Tears were choking her throat. At this point, it even hurt to talk.
“It’s you,” Elsa chuckled, although her eyes were glimmering with unshed tears. “You’ll know what to say,” she shrugged.
“You are right,” Ivy tried to force a laugh to lighten up the mood but she just couldn’t.
“Promise me you won’t blame yourself for this again.”
“Elsa,” she said, looking down at the floor, her eyes blurry with tears she was trying to restrain.
“Just… please promise me.”
She looked up, nodding. “I do, I promise you.”
Ivy could control it no more and the tears flowed.
“Won’t you even let me hug you?”
Her hands tightened around the doorknob.
That was a risk she wasn’t willing to take. Her body was still shaky from the fear of the last time she had been close to her.
She looked up at her, pained to say the words but knowing that it was necessary still.
“I can’t.”
Elsa nodded in understanding, tears now flowing down her face. It was like as if that reg was the one that last straw.
“I love you.”
She said, then she picked up the bottle of wine she had brought along with her, popped it and poured it into one of the wine glasses she had placed gently on the floor a while ago.
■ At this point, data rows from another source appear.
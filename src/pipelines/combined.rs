use crate::{
    data_structures::{
        material::TransparencyMode,
        model::{CombinedVertex, Vertex},
        texture::Texture,
    },
    material::CombinedProgram,
    resources::data_texture::data_texture_layout,
};

use super::light;

/// Layouts shared by every combined pipeline of a scene.
pub struct CombinedLayouts {
    pub scene: wgpu::BindGroupLayout,
    pub data: wgpu::BindGroupLayout,
}

impl CombinedLayouts {
    pub fn new(device: &wgpu::Device) -> Self {
        Self {
            scene: light::mk_bind_group_layout(device),
            data: data_texture_layout(device),
        }
    }
}

/// Render pipeline of one material group. `maps` is the layout of its texture
/// maps. Blending groups draw without depth writes.
pub fn mk_combined_pipeline(
    device: &wgpu::Device,
    color_format: wgpu::TextureFormat,
    layouts: &CombinedLayouts,
    maps: &wgpu::BindGroupLayout,
    program: &CombinedProgram,
) -> wgpu::RenderPipeline {
    let render_pipeline_layout = device.create_pipeline_layout(&wgpu::PipelineLayoutDescriptor {
        label: Some("Combined Pipeline Layout"),
        bind_group_layouts: &[Some(&layouts.scene), Some(&layouts.data), Some(maps)],
        immediate_size: 0,
    });

    let label = format!("Combined Shader (group {})", program.group_index);
    let shader = wgpu::ShaderModuleDescriptor {
        label: Some(&label),
        source: wgpu::ShaderSource::Wgsl(program.wgsl.as_str().into()),
    };

    let blends = program.transparency.blends();
    mk_render_pipeline(
        device,
        &render_pipeline_layout,
        color_format,
        Some(blend_state(program.transparency)),
        Some(Texture::DEPTH_FORMAT),
        !blends,
        &[CombinedVertex::desc()],
        shader,
    )
}

pub fn blend_state(transparency: TransparencyMode) -> wgpu::BlendState {
    if transparency.blends() {
        wgpu::BlendState::ALPHA_BLENDING
    } else {
        wgpu::BlendState::REPLACE
    }
}

pub fn mk_render_pipeline(
    device: &wgpu::Device,
    layout: &wgpu::PipelineLayout,
    color_format: wgpu::TextureFormat,
    blend: Option<wgpu::BlendState>,
    depth_format: Option<wgpu::TextureFormat>,
    depth_write: bool,
    vertex_layouts: &[wgpu::VertexBufferLayout],
    shader: wgpu::ShaderModuleDescriptor,
) -> wgpu::RenderPipeline {
    let shader = device.create_shader_module(shader);

    device.create_render_pipeline(&wgpu::RenderPipelineDescriptor {
        cache: None,
        label: Some("Combined Pipeline"),
        layout: Some(layout),
        vertex: wgpu::VertexState {
            module: &shader,
            entry_point: Some("vs_main"),
            buffers: vertex_layouts,
            compilation_options: Default::default(),
        },
        fragment: Some(wgpu::FragmentState {
            module: &shader,
            entry_point: Some("fs_main"),
            targets: &[Some(wgpu::ColorTargetState {
                format: color_format,
                blend,
                write_mask: wgpu::ColorWrites::ALL,
            })],
            compilation_options: Default::default(),
        }),
        primitive: wgpu::PrimitiveState {
            topology: wgpu::PrimitiveTopology::TriangleList,
            strip_index_format: None,
            front_face: wgpu::FrontFace::Ccw,
            cull_mode: Some(wgpu::Face::Back),
            polygon_mode: wgpu::PolygonMode::Fill,
            unclipped_depth: false,
            conservative: false,
        },
        depth_stencil: depth_format.map(|format| wgpu::DepthStencilState {
            format,
            depth_write_enabled: Some(depth_write),
            depth_compare: Some(wgpu::CompareFunction::Less),
            stencil: wgpu::StencilState::default(),
            bias: wgpu::DepthBiasState::default(),
        }),
        multisample: wgpu::MultisampleState {
            count: 1,
            mask: !0,
            alpha_to_coverage_enabled: false,
        },
        multiview_mask: None,
    })
}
After that, she drank all the wine in the wine glass in one gulp.
“Know it,” she ended and left, leaving the rest of the wine in the wine bottle and the other wine glass behind.
Ivy gave the wine bottle and the the glass a quick glance before closing the door, locking it, her hand still on the doorknob, her forehead pressed to the door as she sobbed quietly.
Just one night and everything had changed.